* [Required action]:
The lines from the start of the data through the line containing "use std::convert::Infallible;" are to be reproduced exactly, both ends included.

### Source material ###

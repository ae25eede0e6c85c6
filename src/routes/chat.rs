//! Chat routes: a user's own sessions and the turns within them.
//!
//! DESIGN
//! ======
//! Sessions are addressed by UUID path segments and always resolved against
//! the caller's username, so a user can only ever reach their own files.
//! A freshly created session exists only as the login's `current_session`
//! id until its first turn is saved; resolving that id yields an empty
//! session instead of a 404.

use std::convert::Infallible;

use axum::extract::{Path, State};
use axum::http::StatusCode;
use axum::response::Json;
use axum::response::sse::{Event, KeepAlive, Sse};
use futures::{Stream, StreamExt};
use serde::{Deserialize, Serialize};
use tokio::sync::mpsc;
use tracing::{info, warn};
use uuid::Uuid;

use super::auth::AuthUser;
use crate::error::{ApiError, ErrorCode};
use crate::services::chat::{self as chat_svc, ChatError, ChatSession, Feedback};
use crate::services::preview::{self, RecencyBuckets};
use crate::services::store::StoreError;
use crate::state::AppState;

/// Buffered SSE events between the reply task and the response body.
const STREAM_CHANNEL_CAPACITY: usize = 64;

pub(crate) fn chat_error_to_status(err: &ChatError) -> StatusCode {
    match err {
        ChatError::Store(StoreError::NotFound(_)) | ChatError::MessageIndexOutOfRange { .. } => StatusCode::NOT_FOUND,
        ChatError::Store(_) => StatusCode::INTERNAL_SERVER_ERROR,
        ChatError::EmptyPrompt | ChatError::NotAssistantMessage { .. } => StatusCode::BAD_REQUEST,
        ChatError::FeedbackAlreadySet { .. } => StatusCode::CONFLICT,
    }
}

fn chat_error(err: ChatError) -> ApiError {
    ApiError::new(chat_error_to_status(&err), &err)
}

/// Load one of the caller's sessions. The login's current, not yet saved
/// session resolves to an empty one.
fn resolve_session(state: &AppState, auth: &AuthUser, session_id: Uuid) -> Result<ChatSession, ChatError> {
    let session_id = session_id.to_string();
    match state.store.find(&auth.user.username, &session_id) {
        Err(StoreError::NotFound(_)) if session_id == auth.user.current_session => {
            Ok(ChatSession::new(auth.user.username.clone(), session_id))
        }
        other => other.map_err(ChatError::from),
    }
}

#[derive(Deserialize)]
pub struct MessageBody {
    pub message: String,
}

#[derive(Deserialize)]
pub struct FeedbackBody {
    pub value: Feedback,
}

#[derive(Serialize)]
struct DeltaEvent {
    text: String,
}

// =============================================================================
// HANDLERS
// =============================================================================

/// `GET /api/sessions`: the caller's previews split into today / recent.
pub async fn list_sessions(State(state): State<AppState>, auth: AuthUser) -> Result<Json<RecencyBuckets>, ApiError> {
    let previews = preview::list_for_user(&state.store, &auth.user.username)
        .map_err(|e| chat_error(ChatError::Store(e)))?;
    let now = chrono::Local::now().naive_local();
    Ok(Json(preview::bucket_by_recency(previews, now)))
}

/// `POST /api/sessions`: start an empty session and make it current.
pub async fn create_session(State(state): State<AppState>, auth: AuthUser) -> (StatusCode, Json<ChatSession>) {
    let session = chat_svc::create_session(&state.store, &auth.user.username);
    state.logins.set_current(&auth.token, &session.session_id).await;
    info!(username = %auth.user.username, session_id = %session.session_id, "chat session started");
    (StatusCode::CREATED, Json(session))
}

/// `GET /api/sessions/{id}`: open one of the caller's sessions.
pub async fn get_session(
    State(state): State<AppState>,
    auth: AuthUser,
    Path(session_id): Path<Uuid>,
) -> Result<Json<ChatSession>, ApiError> {
    let session = resolve_session(&state, &auth, session_id).map_err(chat_error)?;
    state.logins.set_current(&auth.token, &session.session_id).await;
    Ok(Json(session))
}

/// `POST /api/sessions/{id}/messages`: run one turn and return the saved session.
pub async fn send_message(
    State(state): State<AppState>,
    auth: AuthUser,
    Path(session_id): Path<Uuid>,
    Json(body): Json<MessageBody>,
) -> Result<Json<ChatSession>, ApiError> {
    chat_svc::validate_prompt(&body.message).map_err(chat_error)?;
    let session = resolve_session(&state, &auth, session_id).map_err(chat_error)?;
    let session = chat_svc::send_turn(&state.store, state.responder.as_ref(), session, &body.message)
        .await
        .map_err(chat_error)?;
    state.logins.set_current(&auth.token, &session.session_id).await;
    Ok(Json(session))
}

/// `POST /api/sessions/{id}/stream`: the same turn as `send_message`, with
/// the reply streamed as SSE `delta` events and a final `done` (or `error`).
///
/// The turn is saved once the whole reply has been produced, even if the
/// client stops listening part way.
pub async fn stream_message(
    State(state): State<AppState>,
    auth: AuthUser,
    Path(session_id): Path<Uuid>,
    Json(body): Json<MessageBody>,
) -> Result<Sse<impl Stream<Item = Result<Event, Infallible>>>, ApiError> {
    chat_svc::validate_prompt(&body.message).map_err(chat_error)?;
    let session = resolve_session(&state, &auth, session_id).map_err(chat_error)?;
    state.logins.set_current(&auth.token, &session.session_id).await;

    let (tx, rx) = mpsc::channel::<Event>(STREAM_CHANNEL_CAPACITY);
    let prompt = body.message;
    tokio::spawn(async move {
        let mut chars = state.responder.stream(&prompt);
        let mut reply = String::new();
        let mut listening = true;
        while let Some(c) = chars.next().await {
            reply.push(c);
            if listening && tx.send(json_event("delta", &DeltaEvent { text: c.to_string() })).await.is_err() {
                listening = false;
            }
        }

        let last = match chat_svc::record_turn(&state.store, session, &prompt, reply) {
            Ok(session) => json_event("done", &session),
            Err(e) => {
                warn!(error = %e, "streamed turn could not be saved");
                json_event("error", &serde_json::json!({ "code": e.error_code(), "message": e.to_string() }))
            }
        };
        let _ = tx.send(last).await;
    });

    let events = futures::stream::unfold(rx, |mut rx| async move {
        rx.recv().await.map(|event| (Ok(event), rx))
    });
    Ok(Sse::new(events).keep_alive(KeepAlive::default()))
}

/// `PUT /api/sessions/{id}/messages/{index}/feedback`: rate one assistant reply.
pub async fn set_feedback(
    State(state): State<AppState>,
    auth: AuthUser,
    Path((session_id, index)): Path<(Uuid, usize)>,
    Json(body): Json<FeedbackBody>,
) -> Result<Json<ChatSession>, ApiError> {
    let session = resolve_session(&state, &auth, session_id).map_err(chat_error)?;
    let session = chat_svc::set_feedback(&state.store, session, index, body.value).map_err(chat_error)?;
    Ok(Json(session))
}

fn json_event<T: Serialize>(name: &str, data: &T) -> Event {
    Event::default().event(name).json_data(data).unwrap_or_else(|e| {
        warn!(error = %e, event = name, "failed to encode SSE event");
        Event::default().event("error").data("encoding failed")
    })
}

#[cfg(test)]
#[path = "chat_test.rs"]
mod tests;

###

* [Answer space]:
repository ae25eede0e6c85c6
filename src/routes/chat.rs
//! Chat routes: a user's own sessions and the turns within them.
//!
//! DESIGN
//! ======
//! Sessions are addressed by UUID path segments and always resolved against
//! the caller's username, so a user can only ever reach their own files.
//! A freshly created session exists only as the login's `current_session`
//! id until its first turn is saved; resolving that id yields an empty
//! session instead of a 404.

use std::convert::Infallible;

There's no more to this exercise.